## Work order
As the lines appear below, please set them down exactly, starting at the first and finishing with the one containing "MediaBox is found".
..........
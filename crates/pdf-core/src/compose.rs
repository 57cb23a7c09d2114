//! Page compositing
//!
//! Pages of existing PDFs are imported as Form XObjects and stamped onto new
//! pages in layer order (background first). Whole documents can also be
//! appended page by page.

use crate::text::pdf_num as n;
use crate::{PdfError, Result};
use lopdf::{Dictionary, Document, Object, ObjectId, Stream};

/// Fallback page size (A4 portrait) when no MediaBox is found
const FALLBACK_MEDIA_BOX: [f64; 4] = [0.0, 0.0, 595.28, 841.89];

/// Maximum depth followed up the page tree for inherited attributes
const MAX_INHERITANCE_DEPTH: usize = 10;

/// Load a PDF from memory
pub fn load_pdf(bytes: &[u8]) -> Result<Document> {
    Document::load_mem(bytes).map_err(|e| PdfError::OpenError(e.to_string()))
}

/// Number of pages in a PDF
pub fn page_count(bytes: &[u8]) -> Result<usize> {
    Ok(load_pdf(bytes)?.get_pages().len())
}

/// Width and height of a page (1-indexed) in points
pub fn page_size(bytes: &[u8], page: usize) -> Result<(f64, f64)> {
    let doc = load_pdf(bytes)?;
    let page_id = page_id(&doc, page)?;
    let [x0, y0, x1, y1] = media_box(&doc, page_id);
    Ok((x1 - x0, y1 - y0))
}

fn page_id(doc: &Document, page: usize) -> Result<ObjectId> {
    let pages = doc.get_pages();
    pages
        .get(&(page as u32))
        .copied()
        .ok_or(PdfError::InvalidPage(page, pages.len()))
}

/// Look up a page attribute, following the Parent chain if needed
fn inherited_attribute(doc: &Document, page_id: ObjectId, key: &[u8]) -> Option<Object> {
    let mut current_id = page_id;

    for _ in 0..MAX_INHERITANCE_DEPTH {
        let dict = doc.get_object(current_id).ok()?.as_dict().ok()?;

        if let Ok(value) = dict.get(key) {
            return Some(value.clone());
        }

        match dict.get(b"Parent") {
            Ok(Object::Reference(parent_id)) => current_id = *parent_id,
            _ => break,
        }
    }

    None
}

fn number(obj: &Object) -> Option<f64> {
    obj.as_f32()
        .map(|v| v as f64)
        .ok()
        .or_else(|| obj.as_i64().ok().map(|v| v as f64))
}

/// Effective MediaBox of a page, falling back to A4
fn media_box(doc: &Document, page_id: ObjectId) -> [f64; 4] {
    let array = match inherited_attribute(doc, page_id, b"MediaBox") {
        Some(Object::Array(arr)) => arr,
        Some(Object::Reference(id)) => match doc.get_object(id) {
            Ok(Object::Array(arr)) => arr.clone(),
            _ => Vec::new(),
        },
        _ => Vec::new(),
    };

    let values: Vec<f64> = array.iter().filter_map(number).collect();
    if values.len() >= 4 {
        [values[0], values[1], values[2], values[3]]
    } else {
        FALLBACK_MEDIA_BOX
    }
}

/// Effective resource dictionary of a page
fn resources(doc: &Document, page_id: ObjectId) -> Dictionary {
    match inherited_attribute(doc, page_id, b"Resources") {
        Some(Object::Dictionary(dict)) => dict,
        Some(Object::Reference(id)) => doc
            .get_object(id)
            .ok()
            .and_then(|obj| obj.as_dict().ok())
            .cloned()
            .unwrap_or_default(),
        _ => Dictionary::new(),
    }
}

/// One page of a source PDF stamped onto a composed page
#[derive(Debug, Clone, Copy)]
pub struct Layer<'a> {
    /// Source PDF bytes
    pub pdf: &'a [u8],
    /// Source page (1-indexed)
    pub page: usize,
    /// Uniform scale factor
    pub scale: f64,
    /// Horizontal offset in points
    pub tx: f64,
    /// Vertical offset in points
    pub ty: f64,
}

impl<'a> Layer<'a> {
    /// First page of `pdf`, unscaled at the origin
    pub fn full_page(pdf: &'a [u8]) -> Self {
        Self {
            pdf,
            page: 1,
            scale: 1.0,
            tx: 0.0,
            ty: 0.0,
        }
    }

    /// Place the layer scaled and offset
    pub fn placed(mut self, scale: f64, tx: f64, ty: f64) -> Self {
        self.scale = scale;
        self.tx = tx;
        self.ty = ty;
        self
    }
}

/// Builds an output document page by page
pub struct DocumentBuilder {
    doc: Document,
    pages_id: ObjectId,
    kids: Vec<ObjectId>,
    next_form: usize,
}

impl Default for DocumentBuilder {
    fn default() -> Self {
        Self::new()
    }
}

impl DocumentBuilder {
    pub fn new() -> Self {
        let mut doc = Document::with_version("1.5");
        let pages_id = doc.new_object_id();
        Self {
            doc,
            pages_id,
            kids: Vec::new(),
            next_form: 1,
        }
    }

    /// Pages added so far
    pub fn page_count(&self) -> usize {
        self.kids.len()
    }

    /// Move all objects of `source` into the output, renumbered past ours
    fn absorb(&mut self, mut source: Document) -> Document {
        source.renumber_objects_with(self.doc.max_id + 1);
        self.doc.max_id = self.doc.max_id.max(source.max_id);
        for (id, object) in source.objects.iter() {
            self.doc.objects.insert(*id, object.clone());
        }
        source
    }

    /// Import a page of `pdf` as a Form XObject
    ///
    /// # Returns
    /// Object ID of the form and the source page's MediaBox
    fn import_page_as_form(&mut self, pdf: &[u8], page: usize) -> Result<(ObjectId, [f64; 4])> {
        let source = self.absorb(load_pdf(pdf)?);
        let page_id = page_id(&source, page)?;

        let content = source.get_page_content(page_id)?;
        let bbox = media_box(&source, page_id);
        let resources = resources(&source, page_id);

        let mut dict = Dictionary::new();
        dict.set("Type", Object::Name(b"XObject".to_vec()));
        dict.set("Subtype", Object::Name(b"Form".to_vec()));
        dict.set("FormType", Object::Integer(1));
        dict.set(
            "BBox",
            Object::Array(bbox.iter().map(|v| Object::Real(*v as f32)).collect()),
        );
        dict.set("Resources", Object::Dictionary(resources));

        Ok((self.doc.add_object(Stream::new(dict, content)), bbox))
    }

    /// Add a page made of stacked layers
    ///
    /// Layers are drawn in order, so the first one ends up at the bottom.
    /// The page takes the given size, or the first layer's size when `None`.
    pub fn add_layered_page(
        &mut self,
        layers: &[Layer<'_>],
        size: Option<(f64, f64)>,
    ) -> Result<()> {
        let mut content = String::new();
        let mut xobjects = Dictionary::new();
        let mut page_size = size;

        for layer in layers {
            let (form_id, bbox) = self.import_page_as_form(layer.pdf, layer.page)?;
            if page_size.is_none() {
                page_size = Some((bbox[2] - bbox[0], bbox[3] - bbox[1]));
            }

            let name = format!("X{}", self.next_form);
            self.next_form += 1;
            xobjects.set(name.as_str(), Object::Reference(form_id));

            content.push_str(&format!(
                "q\n{} 0 0 {} {} {} cm\n/{} Do\nQ\n",
                n(layer.scale),
                n(layer.scale),
                n(layer.tx),
                n(layer.ty),
                name
            ));
        }

        let (width, height) =
            page_size.unwrap_or((FALLBACK_MEDIA_BOX[2], FALLBACK_MEDIA_BOX[3]));
        let content_id = self
            .doc
            .add_object(Stream::new(Dictionary::new(), content.into_bytes()));

        let mut resources = Dictionary::new();
        resources.set("XObject", Object::Dictionary(xobjects));

        let mut page = Dictionary::new();
        page.set("Type", Object::Name(b"Page".to_vec()));
        page.set("Parent", Object::Reference(self.pages_id));
        page.set(
            "MediaBox",
            Object::Array(vec![
                Object::Integer(0),
                Object::Integer(0),
                Object::Real(width as f32),
                Object::Real(height as f32),
            ]),
        );
        page.set("Resources", Object::Dictionary(resources));
        page.set("Contents", Object::Reference(content_id));

        let page_id = self.doc.add_object(page);
        self.kids.push(page_id);
        Ok(())
    }

    /// Append every page of another PDF unchanged
    ///
    /// # Returns
    /// Number of pages appended
    pub fn append_document(&mut self, pdf: &[u8]) -> Result<usize> {
        let source = self.absorb(load_pdf(pdf)?);
        let pages = source.get_pages();

        for page_id in pages.values() {
            // Inherited attributes must be pinned before the page changes parent.
            let bbox = media_box(&source, *page_id);
            let resources = resources(&source, *page_id);

            let mut dict = self
                .doc
                .get_object(*page_id)?
                .as_dict()
                .map_err(|_| PdfError::ParseError("Page object is not a dictionary".to_string()))?
                .clone();

            dict.set("Parent", Object::Reference(self.pages_id));
            dict.set(
                "MediaBox",
                Object::Array(bbox.iter().map(|v| Object::Real(*v as f32)).collect()),
            );
            dict.set("Resources", Object::Dictionary(resources));

            self.doc.objects.insert(*page_id, Object::Dictionary(dict));
            self.kids.push(*page_id);
        }

        Ok(pages.len())
    }

    /// Write the document
    pub fn finish(mut self) -> Result<Vec<u8>> {
        let mut pages = Dictionary::new();
        pages.set("Type", Object::Name(b"Pages".to_vec()));
        pages.set(
            "Kids",
            Object::Array(self.kids.iter().map(|id| Object::Reference(*id)).collect()),
        );
        pages.set("Count", Object::Integer(self.kids.len() as i64));
        self.doc
            .objects
            .insert(self.pages_id, Object::Dictionary(pages));

        let mut catalog = Dictionary::new();
        catalog.set("Type", Object::Name(b"Catalog".to_vec()));
        catalog.set("Pages", Object::Reference(self.pages_id));
        let catalog_id = self.doc.add_object(catalog);
        self.doc.trailer.set("Root", Object::Reference(catalog_id));

        // Drop source catalogs and page trees nothing points to any more.
        let pruned = self.doc.prune_objects();
        log::debug!("pruned {} unreachable objects", pruned.len());
        self.doc.compress();

        let mut out = Vec::new();
        self.doc
            .save_to(&mut out)
            .map_err(|e| PdfError::SaveError(e.to_string()))?;
        Ok(out)
    }
}

#[cfg(test)]
mod tests {
    use super::*;
    use crate::{Align, Canvas, Color};
    use pretty_assertions::assert_eq;

    fn canvas_pdf(label: &str, width: f64, height: f64) -> Vec<u8> {
        let mut canvas = Canvas::new(width, height);
        canvas.draw_text(label, 10.0, 10.0, Align::Left, "Helvetica", 10.0, Color::black());
        canvas.finish().unwrap()
    }

    #[test]
    fn test_page_size_and_count() {
        let pdf = canvas_pdf("x", 300.0, 200.0);
        assert_eq!(page_count(&pdf).unwrap(), 1);
        let (w, h) = page_size(&pdf, 1).unwrap();
        assert!((w - 300.0).abs() < 1e-3);
        assert!((h - 200.0).abs() < 1e-3);
    }

    #[test]
    fn test_invalid_page() {
        let pdf = canvas_pdf("x", 300.0, 200.0);
        assert!(matches!(page_size(&pdf, 3), Err(PdfError::InvalidPage(3, 1))));
    }

    #[test]
    fn test_layered_page_draws_layers_in_order() {
        let background = canvas_pdf("background", 595.28, 841.89);
        let overlay = canvas_pdf("overlay", 595.28, 841.89);

        let mut builder = DocumentBuilder::new();
        builder
            .add_layered_page(
                &[Layer::full_page(&background), Layer::full_page(&overlay)],
                None,
            )
            .unwrap();
        assert_eq!(builder.page_count(), 1);

        let bytes = builder.finish().unwrap();
        let doc = Document::load_mem(&bytes).unwrap();
        let pages = doc.get_pages();
        assert_eq!(pages.len(), 1);

        let content = doc.get_page_content(*pages.get(&1).unwrap()).unwrap();
        let content = String::from_utf8_lossy(&content);
        let first = content.find("/X1 Do").unwrap();
        let second = content.find("/X2 Do").unwrap();
        assert!(first < second);
    }

    #[test]
    fn test_scaled_layer_transform() {
        let house = canvas_pdf("house", 400.0, 300.0);
        let mut builder = DocumentBuilder::new();
        builder
            .add_layered_page(
                &[Layer::full_page(&house).placed(0.3, 237.68, 375.945)],
                Some((595.28, 841.89)),
            )
            .unwrap();

        let bytes = builder.finish().unwrap();
        let doc = Document::load_mem(&bytes).unwrap();
        let page_id = *doc.get_pages().get(&1).unwrap();
        let content = doc.get_page_content(page_id).unwrap();
        assert!(String::from_utf8_lossy(&content).contains("0.3 0 0 0.3 237.68 375.945 cm"));
    }

    #[test]
    fn test_append_document_keeps_pages() {
        let first = canvas_pdf("one", 595.28, 841.89);
        let tail = canvas_pdf("tail", 595.28, 841.89);

        let mut builder = DocumentBuilder::new();
        builder.add_layered_page(&[Layer::full_page(&first)], None).unwrap();
        assert_eq!(builder.append_document(&tail).unwrap(), 1);
        assert_eq!(builder.page_count(), 2);

        let bytes = builder.finish().unwrap();
        assert_eq!(page_count(&bytes).unwrap(), 2);

        let doc = Document::load_mem(&bytes).unwrap();
        let page_id = *doc.get_pages().get(&2).unwrap();
        let content = doc.get_page_content(page_id).unwrap();
        assert!(String::from_utf8_lossy(&content).contains("(tail) Tj"));
    }

    #[test]
    fn test_garbage_input_rejected() {
        let mut builder = DocumentBuilder::new();
        let result = builder.add_layered_page(&[Layer::full_page(b"garbage")], None);
        assert!(matches!(result, Err(PdfError::OpenError(_))));
    }
}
..........
## Task solution
filename crates/pdf-core/src/compose.rs
repository 57cb23a7c09d2114
//! Page compositing
//!
//! Pages of existing PDFs are imported as Form XObjects and stamped onto new
//! pages in layer order (background first). Whole documents can also be
//! appended page by page.

use crate::text::pdf_num as n;
use crate::{PdfError, Result};
use lopdf::{Dictionary, Document, Object, ObjectId, Stream};

/// Fallback page size (A4 portrait) when no MediaBox is found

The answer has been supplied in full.